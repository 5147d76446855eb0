//! `securevault add`: store a new credential.

use std::io::{self, IsTerminal, Read};

use zeroize::Zeroizing;

use crate::cli::output;
use crate::cli::{open_vault, Cli};
use crate::errors::{Result, VaultError};
use crate::vault::{CredentialRecord, NewCredential, VaultStore};

/// Execute the `add` command.
pub async fn execute(cli: &Cli, website: &str, username: &str) -> Result<()> {
    let secret = read_secret(website)?;

    let candidate = NewCredential::new(website, username, secret.as_str());

    let session = open_vault(cli).await?;
    let result = save(&session.store, candidate).await;
    let (record, total) = session.finish(result).await?;

    output::success(&format!(
        "Saved password for {} ({} total)",
        record.host(),
        total
    ));
    output::tip(&format!("Id: {}", record.id));
    Ok(())
}

async fn save(store: &VaultStore, candidate: NewCredential) -> Result<(CredentialRecord, usize)> {
    let record = store.add(candidate).await?;
    let total = store.len().await?;
    Ok((record, total))
}

/// The website password, from piped stdin or a hidden prompt.
fn read_secret(website: &str) -> Result<Zeroizing<String>> {
    if !io::stdin().is_terminal() {
        let mut buf = Zeroizing::new(String::new());
        io::stdin().read_to_string(&mut *buf)?;
        let trimmed = buf.trim_end_matches(['\r', '\n']).len();
        buf.truncate(trimmed);
        return Ok(buf);
    }

    dialoguer::Password::new()
        .with_prompt(format!("Password for {website}"))
        .allow_empty_password(true)
        .interact()
        .map(Zeroizing::new)
        .map_err(|e| VaultError::CommandFailed(format!("input prompt: {e}")))
}
//! Project configuration (`.securevault.toml`).

pub mod settings;

pub use settings::Settings;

### Work required
In the entries above, find every line holding the word "await" and copy it out.

### Answer area
    let session = open_vault(cli).await?;
    let result = save(&session.store, candidate).await;
    let (record, total) = session.finish(result).await?;
    let record = store.add(candidate).await?;
    let total = store.len().await?;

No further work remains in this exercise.